CLEOPATRA enrolled 808 women age 18 or older with HER2-positive metastatic breast cancer and who had not before been treated with other anti-HER2 therapies or chemotherapy for stage IV disease.
The women were randomly assigned to one of two groups receiving:
- treatment with 1 cycle of a placebo, trastuzumab and docetaxel, followed by more cycles of the same combination in lower doses
- treatment with 1 cycle of pertuzumab, trastuzumab and docetaxel, followed by more cycles of the same combination in lower doses
All medicines were given by vein. Cycles of the treatment combinations were given until the disease grew or spread, or until the side effects were too severe. They recommended each woman have 6 cycles of docetaxel, if tolerated.
Of the 808 women, 127 were 65 years or older, with 67 assigned to the placebo group and 60 assigned to the pertuzumab group.
The research team analyzed the data by looking at two groups: women 64 and under, and women 65 and older. The data showed:
- longer progression-free survival in both groups treated with the pertuzumab combination
- women 65 and older experienced an almost 4.5 month longer progression-free survival period than women 64 and younger, when treated with the pertuzumab combination
- Regardless of whether they were treated with pertuzumab or the placebo, women 65 and older reported more cases of diarrhea, fatigue, weakness, loss of appetite, changes in taste, and vomiting than younger women
- Age did not impact whether a woman developed heart failure while involved in the study
What This Means for You
This study suggests the use of pertuzumab in combination with trastuzumab and docetaxel is effective in treating HER2-positive metastatic breast cancer no matter what your age. If you are 65 or older, you may find comfort in knowing that the researchers know women in your age group may experience just as much benefit, if not more, from the treatment as younger women.
Though certain side effects were reported more often in older women, they were not often severe enough to stop treatment.

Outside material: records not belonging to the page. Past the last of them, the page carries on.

use futures_util::{Sink, SinkExt};
use kameo::prelude::{Actor, ActorRef, Context, Message as KameoMessage};
use tracing::{debug, error};

use crate::core::{WebSocketError, WebSocketResult, WsFrame};

/// Owns the sink half of one socket and serializes writes to it.
///
/// A writer lives exactly as long as its socket; the connection actor spawns a new
/// one per handshake and stops it on teardown.
pub struct WsWriterActor<W>
where
    W: Sink<WsFrame, Error = WebSocketError> + Send + Unpin + 'static,
{
    writer: W,
    closed: bool,
}

impl<W> WsWriterActor<W>
where
    W: Sink<WsFrame, Error = WebSocketError> + Send + Unpin + 'static,
{
    pub fn new(writer: W) -> Self {
        Self {
            writer,
            closed: false,
        }
    }
}

impl<W> Actor for WsWriterActor<W>
where
    W: Sink<WsFrame, Error = WebSocketError> + Send + Unpin + 'static,
{
    type Args = Self;
    type Error = WebSocketError;

    fn name() -> &'static str {
        "WsWriterActor"
    }

    async fn on_start(args: Self::Args, _ctx: ActorRef<Self>) -> Result<Self, Self::Error> {
        Ok(args)
    }

    fn on_panic(
        &mut self,
        _actor_ref: kameo::actor::WeakActorRef<Self>,
        err: kameo::prelude::PanicError,
    ) -> impl std::future::Future<
        Output = Result<std::ops::ControlFlow<kameo::prelude::ActorStopReason>, Self::Error>,
    > + Send {
        async move {
            error!(error = ?err, "WsWriterActor panicked");
            Ok(std::ops::ControlFlow::Break(
                kameo::prelude::ActorStopReason::Panicked(err),
            ))
        }
    }
}

/// Write one frame and flush it.
#[derive(Clone, Debug)]
pub struct WriterWrite {
    pub frame: WsFrame,
}

impl<W> KameoMessage<WriterWrite> for WsWriterActor<W>
where
    W: Sink<WsFrame, Error = WebSocketError> + Send + Unpin + 'static,
{
    type Reply = WebSocketResult<()>;

    async fn handle(
        &mut self,
        msg: WriterWrite,
        _ctx: &mut Context<Self, Self::Reply>,
    ) -> Self::Reply {
        if self.closed {
            return Err(WebSocketError::InvalidState("writer closed".to_string()));
        }
        let is_close = msg.frame.is_close();
        debug!(target: "ws-writer", close = is_close, "sending websocket frame to wire");
        self.writer.send(msg.frame).await?;
        if is_close {
            // Nothing may follow a close frame on the wire.
            self.closed = true;
        }
        Ok(())
    }
}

Talk with your doctor if you’re concerned about the side effects of any medicines, and ways to prevent them before they start.
Miles, D, Baselga, J, Amadori, D, Sunpaweravong, P, Semiglazov, V, Knott, A, et al. Treatment of older patients with HER2-positive metastatic breast cancer with pertuzumab, trastuzumab, and docetaxel: subgroup analyses from a randomized, double-blind, placebo-controlled phase III trial (CLEOPATRA). Breast Cancer Research and Treatment. (November 2013); 142 (1):89-99.